On Sept. 28, I had an interview with Chris Cotter, the owner and producer of Tribe Sound and Taylor Made Media.
The entertainment business in West Chester has been affected by COVID-19 for many months now, with only a few able to function normally throughout the pandemic. Tribe Sound Records, a recording studio in West Chester, is one of these businesses. I was able to get a small interview with Chris Cotter, the owner of Tribe Sound, Taylor Made Media and the recording studio.
After giving our greetings, we went straight into business, where I asked him about how he was doing. Cotter’s response was, “Futures always remain sort of unclear right now,which is an unfortunate byproduct of global pandemics.” Much like other businesses in the area, Cotter has had to contend with the purpose of his business and the unfortunate circumstances of what a pandemic can do to his line of work.
“So, in the spring, we opened a brand new studio just out of town, our second location for the recording studio, so it’s a little bit of unfortunate timing.” And it truly is. According to Cotter, many artists are hesitant to be recording in a confined space due to the traditional COVID-19 contagion-prevention strategies that currently exist, i.e. social distancing. That isn’t even considering his second business, Taylor Made Media, which has been hit harder than even the studio. “As far as Taylor Made Media is concerned, all of our shoots have been cancelled for the year overnight in the spring.”
In the midst of his businesses being suppressed by the pandemic, Cotter had to think of new ways to keep his businesses and himself afloat. Utilizing new ways to both produce content and improve old ways to keep his business up a running, Cotter has stated that they have “started to do things like live streaming, so the video production company in particular has been able to stay afloat with streaming events.” The studio itself has been in operation as well, with some restrictions. “Everybody’s curious about what we do to protect them.” Such restrictions include having only one artist in the booth at a time, having groups when they are in the recording booth socially distant to maintain a more safe environment and instructing people using the space to wear masks as much as possible. This is how even a band was able to come into their studio and record without too much hassle. “If you told me this time last year what we’d be going through this year, I would’ve thought you were crazy.”
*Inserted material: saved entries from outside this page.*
//! The universe: arena of actors, polities and federations, plus the
//! territory index and permission cache derived from them
//!
//! Aggregates reference each other by id only; every cross-aggregate
//! operation resolves ids through the arenas here. Mutation of one polity is
//! serialized by that polity's mutex while lookups stay lock-free across
//! polities.
//!
//! Lock discipline: a siege session lock may wrap polity work; a polity lock
//! may wrap short actor or federation locks; an actor lock must never be
//! held while acquiring a polity lock. The only place two polity locks
//! coexist is `transfer_claims`, which acquires them in ascending id order.

use std::sync::atomic::{AtomicU32, Ordering};
use std::sync::Arc;

use ahash::AHashMap;
use parking_lot::{Mutex, RwLock};

use crate::core::config::RealmConfig;
use crate::core::error::{DemesneError, Result};
use crate::core::types::{
    ActionKind, ActorId, ClaimGroupId, Coordinate, FederationId, Location, PolityId, ResourceKind,
};
use crate::permission::cache::{CacheKey, PermissionCache};
use crate::permission::resolver::{self, Decision, PolityPermissions};
use crate::polity::actor::Actor;
use crate::polity::federation::{Federation, FederationChange};
use crate::polity::polity::{Polity, RosterChange};
use crate::polity::succession;
use crate::services::{EconomyLedger, LedgerAccount, Notifier, Persistence};
use crate::siege::session::SiegeSession;
use crate::territory::claim::{Claim, ClaimGroup, ClaimKind};
use crate::territory::index::TerritoryIndex;

pub struct Universe {
    config: RealmConfig,
    actors: RwLock<AHashMap<ActorId, Arc<Mutex<Actor>>>>,
    polities: RwLock<AHashMap<PolityId, Arc<Mutex<Polity>>>>,
    federations: RwLock<AHashMap<FederationId, Arc<Mutex<Federation>>>>,
    sieges: RwLock<AHashMap<PolityId, Arc<Mutex<SiegeSession>>>>,
    territory: TerritoryIndex,
    cache: PermissionCache,
    persistence: Arc<dyn Persistence>,
    ledger: Arc<dyn EconomyLedger>,
    notifier: Arc<dyn Notifier>,
    next_polity_id: AtomicU32,
    next_federation_id: AtomicU32,
}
When going into money, specifically how they were doing financially, this was his response: “Our overhead is pretty low. So far, we’ve been pretty alright.” He stated that with all things considered, he viewed the coronavirus as a good learning experience. Despite the fact that he has saved money for an occasion similar to this, it still caught him slightly off-guard. He said that the virus has pushed him to work harder and consider new ways to keep his family and himself afloat. “We have to kind of watch our money a bit more. I think that’s a good thing. I think it’s good to have a moment to pause and think about what we kinda do as a community and as a household, and I guess as a race.”
Chris Cotter, like many other businessmen and businesswomen in the area, has learned to adapt to the coronavirus pandemic in creative ways that allow them to still work despite the limitations caused by their line of work.